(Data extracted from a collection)

######

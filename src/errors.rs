use axum::http::StatusCode;
use axum::response::{IntoResponse, Response};

use crate::services::scheduling::SlotConflict;

/// Which uniqueness constraint an insert collided with.
#[derive(Debug, Clone, Copy, PartialEq, Eq)]
pub enum UniqueKey {
    ConfirmationCode,
    Slot,
}

#[derive(Debug, thiserror::Error)]
pub enum AppError {
    #[error("database error: {0}")]
    Database(#[from] rusqlite::Error),

    #[error("configuration error: {0}")]
    Config(String),

    #[error("uniqueness violation: {0:?}")]
    UniquenessViolation(UniqueKey),

    #[error("bad request: {0}")]
    BadRequest(String),

    #[error("not found: {0}")]
    NotFound(String),

    #[error("unauthorized")]
    Unauthorized,

    #[error(transparent)]
    Internal(#[from] anyhow::Error),
}

impl IntoResponse for AppError {
    fn into_response(self) -> Response {
        let status = match &self {
            AppError::Database(_) => StatusCode::INTERNAL_SERVER_ERROR,
            AppError::Config(_) => StatusCode::BAD_REQUEST,
            AppError::UniquenessViolation(_) => StatusCode::CONFLICT,
            AppError::BadRequest(_) => StatusCode::BAD_REQUEST,
            AppError::NotFound(_) => StatusCode::NOT_FOUND,
            AppError::Unauthorized => StatusCode::UNAUTHORIZED,
            AppError::Internal(_) => StatusCode::INTERNAL_SERVER_ERROR,
        };

        let message = if status == StatusCode::INTERNAL_SERVER_ERROR {
            tracing::error!(error = %self, "request failed");
            "internal error".to_string()
        } else {
            self.to_string()
        };

        let body = serde_json::json!({ "error": message });
        (status, axum::Json(body)).into_response()
    }
}

/// Why a booking request or a booking lookup/cancellation was refused.
#[derive(Debug, thiserror::Error)]
pub enum BookingError {
    #[error("The {0} field is required.")]
    MissingField(&'static str),

    #[error("Name must have between 2 and 100 characters.")]
    InvalidName,

    #[error("Phone number must have 10 or 11 digits including the area code.")]
    InvalidPhone,

    #[error("Service '{0}' is not available.")]
    InvalidService(String),

    #[error("{0}")]
    InvalidDate(String),

    #[error("Start time must use the HH:MM format.")]
    InvalidTime,

    #[error("That time is not available ({0}). Please choose another one.")]
    SlotUnavailable(SlotConflict),

    #[error("The confirmation code is already in use.")]
    UniquenessViolation,

    #[error("Booking not found or already cancelled.")]
    NotFound,

    #[error("Internal server error. Please try again.")]
    Internal(anyhow::Error),
}

impl BookingError {
    /// Stable machine-readable reason.
    pub fn code(&self) -> &'static str {
        match self {
            BookingError::MissingField(_) => "missing_field",
            BookingError::InvalidName => "invalid_name",
            BookingError::InvalidPhone => "invalid_phone",
            BookingError::InvalidService(_) => "invalid_service",
            BookingError::InvalidDate(_) => "invalid_date",
            BookingError::InvalidTime => "invalid_time",
            BookingError::SlotUnavailable(_) => "slot_unavailable",
            BookingError::UniquenessViolation => "uniqueness_violation",
            BookingError::NotFound => "not_found",
            BookingError::Internal(_) => "internal_error",
        }
    }
}

impl From<anyhow::Error> for BookingError {
    fn from(e: anyhow::Error) -> Self {
        BookingError::Internal(e)
    }
}

impl From<rusqlite::Error> for BookingError {
    fn from(e: rusqlite::Error) -> Self {
        BookingError::Internal(e.into())
    }
}

impl From<AppError> for BookingError {
    fn from(e: AppError) -> Self {
        match e {
            AppError::UniquenessViolation(UniqueKey::ConfirmationCode) => {
                BookingError::UniquenessViolation
            }
            AppError::UniquenessViolation(UniqueKey::Slot) => {
                BookingError::SlotUnavailable(SlotConflict::Booked)
            }
            other => BookingError::Internal(other.into()),
        }
    }
}

impl From<BookingError> for AppError {
    fn from(e: BookingError) -> Self {
        match e {
            BookingError::NotFound => AppError::NotFound(e.to_string()),
            BookingError::Internal(inner) => AppError::Internal(inner),
            other => AppError::BadRequest(other.to_string()),
        }
    }
}

impl IntoResponse for BookingError {
    fn into_response(self) -> Response {
        let status = match &self {
            BookingError::SlotUnavailable(_) | BookingError::UniquenessViolation => {
                StatusCode::CONFLICT
            }
            BookingError::NotFound => StatusCode::NOT_FOUND,
            BookingError::Internal(e) => {
                tracing::error!(error = %e, "booking operation failed");
                StatusCode::INTERNAL_SERVER_ERROR
            }
            _ => StatusCode::BAD_REQUEST,
        };
        if status != StatusCode::INTERNAL_SERVER_ERROR {
            tracing::info!(reason = self.code(), "booking request rejected");
        }

        let body = serde_json::json!({
            "success": false,
            "reason": self.code(),
            "message": self.to_string(),
        });
        (status, axum::Json(body)).into_response()
    }
}
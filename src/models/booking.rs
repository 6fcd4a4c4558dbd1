use chrono::{NaiveDate, NaiveDateTime, NaiveTime, Timelike};
use serde::{Deserialize, Serialize};

/// Time-of-day format used on the wire, in settings and in the store.
pub const HHMM_FORMAT: &str = "%H:%M";

pub fn minutes_of_day(t: NaiveTime) -> i64 {
    (t.num_seconds_from_midnight() / 60) as i64
}

#[derive(Debug, Clone, Serialize, Deserialize)]
pub struct Booking {
    pub id: i64,
    pub confirmation_code: String,
    pub customer_name: String,
    pub customer_phone: String,
    pub service_code: String,
    pub service_name: String,
    pub price: f64,
    pub date: NaiveDate,
    #[serde(with = "hhmm")]
    pub start_time: NaiveTime,
    /// Copied from the service when the booking is admitted.
    pub duration_minutes: i32,
    pub status: BookingStatus,
    pub notes: Option<String>,
    pub created_at: NaiveDateTime,
    pub cancelled_at: Option<NaiveDateTime>,
    pub cancellation_reason: Option<String>,
}

impl Booking {
    /// Half-open `[start, end)` interval in minutes since midnight.
    pub fn interval(&self) -> (i64, i64) {
        let start = minutes_of_day(self.start_time);
        (start, start + self.duration_minutes as i64)
    }

    pub fn is_confirmed(&self) -> bool {
        self.status == BookingStatus::Confirmed
    }
}

/// Fields supplied to `insert_booking`; id and status are assigned by the store.
#[derive(Debug, Clone)]
pub struct NewBooking {
    pub confirmation_code: String,
    pub customer_name: String,
    pub customer_phone: String,
    pub service_code: String,
    pub service_name: String,
    pub price: f64,
    pub date: NaiveDate,
    pub start_time: NaiveTime,
    pub duration_minutes: i32,
    pub notes: Option<String>,
    pub created_at: NaiveDateTime,
}

#[derive(Debug, Clone, Copy, Serialize, Deserialize, PartialEq, Eq)]
#[serde(rename_all = "lowercase")]
pub enum BookingStatus {
    Confirmed,
    Cancelled,
}

impl BookingStatus {
    pub fn as_str(&self) -> &'static str {
        match self {
            BookingStatus::Confirmed => "confirmed",
            BookingStatus::Cancelled => "cancelled",
        }
    }

    pub fn parse(s: &str) -> Option<Self> {
        match s {
            "confirmed" => Some(BookingStatus::Confirmed),
            "cancelled" => Some(BookingStatus::Cancelled),
            _ => None,
        }
    }
}

/// Serializes a `NaiveTime` as `HH:MM`.
pub mod hhmm {
    use chrono::NaiveTime;
    use serde::{Deserialize, Deserializer, Serializer};

    use super::HHMM_FORMAT;

    pub fn serialize<S: Serializer>(time: &NaiveTime, s: S) -> Result<S::Ok, S::Error> {
        s.serialize_str(&time.format(HHMM_FORMAT).to_string())
    }

    pub fn deserialize<'de, D: Deserializer<'de>>(d: D) -> Result<NaiveTime, D::Error> {
        let raw = String::deserialize(d)?;
        NaiveTime::parse_from_str(&raw, HHMM_FORMAT).map_err(serde::de::Error::custom)
    }
}
use chrono::{Local, NaiveDate, NaiveDateTime};

/// Source of "now". The shop runs in a single fixed timezone, so naive local
/// values are enough.
pub trait Clock: Send + Sync {
    fn now(&self) -> NaiveDateTime;

    fn today(&self) -> NaiveDate {
        self.now().date()
    }
}

pub struct SystemClock;

impl Clock for SystemClock {
    fn now(&self) -> NaiveDateTime {
        Local::now().naive_local()
    }
}

/// Always reports the same instant.
pub struct FixedClock(pub NaiveDateTime);

impl FixedClock {
    pub fn at(s: &str) -> anyhow::Result<Self> {
        Ok(Self(NaiveDateTime::parse_from_str(s, "%Y-%m-%d %H:%M")?))
    }
}

impl Clock for FixedClock {
    fn now(&self) -> NaiveDateTime {
        self.0
    }
}

#[cfg(test)]
mod tests {
    use super::*;

    #[test]
    fn test_fixed_clock() {
        let clock = FixedClock::at("2025-06-16 08:15").unwrap();
        assert_eq!(clock.today(), NaiveDate::from_ymd_opt(2025, 6, 16).unwrap());
        assert_eq!(clock.now().format("%H:%M").to_string(), "08:15");
        assert!(FixedClock::at("16/06/2025").is_err());
    }
}
pub mod admin;
pub mod health;
pub mod public;

use std::sync::Arc;

use axum::routing::{get, post, put};
use axum::Router;

use crate::state::AppState;

pub fn router(state: Arc<AppState>) -> Router {
    Router::new()
        .route("/health", get(health::health))
        .route("/api/services", get(public::list_services))
        .route("/api/slots", get(public::get_slots))
        .route(
            "/api/bookings",
            get(public::bookings_for_phone).post(public::create_booking),
        )
        .route("/api/bookings/:code", get(public::get_booking))
        .route("/api/bookings/:code/cancel", post(public::cancel_booking))
        .route("/api/admin/bookings", get(admin::get_bookings))
        .route(
            "/api/admin/bookings/:code/cancel",
            post(admin::cancel_booking),
        )
        .route("/api/admin/stats", get(admin::get_stats))
        .route("/api/admin/settings", get(admin::get_settings))
        .route("/api/admin/settings/:key", put(admin::update_setting))
        .with_state(state)
}
use anyhow::Context;
use rusqlite::Connection;

const MIGRATIONS: &[(&str, &str)] = &[
    ("001_init.sql", include_str!("../../migrations/001_init.sql")),
    ("002_seed.sql", include_str!("../../migrations/002_seed.sql")),
];

pub fn run_migrations(conn: &Connection) -> anyhow::Result<()> {
    conn.execute_batch(
        "CREATE TABLE IF NOT EXISTS _migrations (
            name TEXT PRIMARY KEY,
            applied_at TEXT NOT NULL DEFAULT (datetime('now'))
        );",
    )
    .context("failed to create migrations table")?;

    for (name, sql) in MIGRATIONS {
        let already_applied: bool = conn
            .query_row(
                "SELECT COUNT(*) > 0 FROM _migrations WHERE name = ?1",
                [name],
                |row| row.get(0),
            )
            .context("failed to check migration status")?;

        if already_applied {
            continue;
        }

        conn.execute_batch(sql)
            .with_context(|| format!("failed to apply migration: {name}"))?;

        conn.execute("INSERT INTO _migrations (name) VALUES (?1)", [name])
            .with_context(|| format!("failed to record migration: {name}"))?;

        tracing::info!("applied migration: {name}");
    }

    Ok(())
}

######

- **What is needed**: Every line in the data above that contains the word "InvalidTime" counts; report how many there are and nothing more.

- **Answer box**: 2